EXERCISE BRIEF
Each record must be printed exactly as given.
────────────────────────────────────────
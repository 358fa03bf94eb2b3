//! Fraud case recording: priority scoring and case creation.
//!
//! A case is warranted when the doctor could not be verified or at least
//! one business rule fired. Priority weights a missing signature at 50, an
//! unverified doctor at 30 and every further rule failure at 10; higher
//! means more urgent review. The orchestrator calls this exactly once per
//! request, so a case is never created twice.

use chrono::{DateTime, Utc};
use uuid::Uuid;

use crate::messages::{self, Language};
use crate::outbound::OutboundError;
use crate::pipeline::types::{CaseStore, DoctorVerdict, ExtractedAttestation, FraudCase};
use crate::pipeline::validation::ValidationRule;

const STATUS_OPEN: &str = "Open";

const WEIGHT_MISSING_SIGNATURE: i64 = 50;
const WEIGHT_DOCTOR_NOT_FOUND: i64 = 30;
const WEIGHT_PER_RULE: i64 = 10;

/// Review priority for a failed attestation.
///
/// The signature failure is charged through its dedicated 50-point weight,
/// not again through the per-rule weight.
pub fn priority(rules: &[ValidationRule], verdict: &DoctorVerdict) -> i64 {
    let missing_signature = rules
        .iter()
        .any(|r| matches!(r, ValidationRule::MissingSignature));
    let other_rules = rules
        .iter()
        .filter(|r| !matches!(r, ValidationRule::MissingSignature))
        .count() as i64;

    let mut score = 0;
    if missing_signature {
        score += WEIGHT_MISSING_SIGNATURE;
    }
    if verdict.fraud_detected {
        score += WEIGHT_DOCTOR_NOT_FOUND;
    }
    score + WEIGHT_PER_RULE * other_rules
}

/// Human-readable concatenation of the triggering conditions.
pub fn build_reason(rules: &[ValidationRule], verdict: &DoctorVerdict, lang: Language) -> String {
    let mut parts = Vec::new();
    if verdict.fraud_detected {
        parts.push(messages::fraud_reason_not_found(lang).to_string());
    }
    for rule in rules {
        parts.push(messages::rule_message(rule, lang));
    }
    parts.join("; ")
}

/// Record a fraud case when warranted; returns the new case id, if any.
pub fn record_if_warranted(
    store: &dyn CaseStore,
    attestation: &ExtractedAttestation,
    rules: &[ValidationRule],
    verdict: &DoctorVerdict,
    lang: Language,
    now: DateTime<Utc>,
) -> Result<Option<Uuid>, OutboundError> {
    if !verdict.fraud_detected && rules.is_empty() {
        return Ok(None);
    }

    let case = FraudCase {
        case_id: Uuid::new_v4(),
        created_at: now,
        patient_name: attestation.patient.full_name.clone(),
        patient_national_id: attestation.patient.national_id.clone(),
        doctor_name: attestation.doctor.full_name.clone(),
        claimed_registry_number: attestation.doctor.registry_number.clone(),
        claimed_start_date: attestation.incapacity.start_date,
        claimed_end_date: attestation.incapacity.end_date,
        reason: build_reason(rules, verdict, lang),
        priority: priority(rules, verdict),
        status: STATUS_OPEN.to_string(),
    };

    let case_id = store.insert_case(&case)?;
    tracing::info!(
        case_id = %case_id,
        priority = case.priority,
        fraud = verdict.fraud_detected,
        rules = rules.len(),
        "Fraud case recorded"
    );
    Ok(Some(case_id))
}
────────────────────────────────────────
ANSWER TO THE PROBLEM
repository 358fa03bf94eb2b3
//! Fraud case recording: priority scoring and case creation.
//!
//! A case is warranted when the doctor could not be verified or at least
//! one business rule fired. Priority weights a missing signature at 50, an
//! unverified doctor at 30 and every further rule failure at 10; higher
//! means more urgent review. The orchestrator calls this exactly once per
//! request, so a case is never created twice.

use chrono::{DateTime, Utc};
use uuid::Uuid;

use crate::messages::{self, Language};
use crate::outbound::OutboundError;
use crate::pipeline::types::{CaseStore, DoctorVerdict, ExtractedAttestation, FraudCase};
use crate::pipeline::validation::ValidationRule;

const STATUS_OPEN: &str = "Open";

const WEIGHT_MISSING_SIGNATURE: i64 = 50;
const WEIGHT_DOCTOR_NOT_FOUND: i64 = 30;
const WEIGHT_PER_RULE: i64 = 10;

/// Review priority for a failed attestation.
///
/// The signature failure is charged through its dedicated 50-point weight,
/// not again through the per-rule weight.
pub fn priority(rules: &[ValidationRule], verdict: &DoctorVerdict) -> i64 {
    let missing_signature = rules
        .iter()
        .any(|r| matches!(r, ValidationRule::MissingSignature));
    let other_rules = rules
        .iter()
        .filter(|r| !matches!(r, ValidationRule::MissingSignature))
        .count() as i64;

    let mut score = 0;
    if missing_signature {
        score += WEIGHT_MISSING_SIGNATURE;
    }
    if verdict.fraud_detected {
        score += WEIGHT_DOCTOR_NOT_FOUND;
    }
    score + WEIGHT_PER_RULE * other_rules
}

/// Human-readable concatenation of the triggering conditions.
pub fn build_reason(rules: &[ValidationRule], verdict: &DoctorVerdict, lang: Language) -> String {
    let mut parts = Vec::new();
    if verdict.fraud_detected {
        parts.push(messages::fraud_reason_not_found(lang).to_string());
    }
    for rule in rules {
        parts.push(messages::rule_message(rule, lang));
    }
    parts.join("; ")
}

/// Record a fraud case when warranted; returns the new case id, if any.
pub fn record_if_warranted(
    store: &dyn CaseStore,
    attestation: &ExtractedAttestation,
    rules: &[ValidationRule],
    verdict: &DoctorVerdict,
    lang: Language,
    now: DateTime<Utc>,
) -> Result<Option<Uuid>, OutboundError> {
    if !verdict.fraud_detected && rules.is_empty() {
        return Ok(None);
    }

    let case = FraudCase {
        case_id: Uuid::new_v4(),
        created_at: now,
        patient_name: attestation.patient.full_name.clone(),
        patient_national_id: attestation.patient.national_id.clone(),
        doctor_name: attestation.doctor.full_name.clone(),
        claimed_registry_number: attestation.doctor.registry_number.clone(),
        claimed_start_date: attestation.incapacity.start_date,
        claimed_end_date: attestation.incapacity.end_date,
        reason: build_reason(rules, verdict, lang),
        priority: priority(rules, verdict),
        status: STATUS_OPEN.to_string(),
    };

    let case_id = store.insert_case(&case)?;
    tracing::info!(
        case_id = %case_id,
        priority = case.priority,
        fraud = verdict.fraud_detected,
        rules = rules.len(),
        "Fraud case recorded"
    );
    Ok(Some(case_id))
}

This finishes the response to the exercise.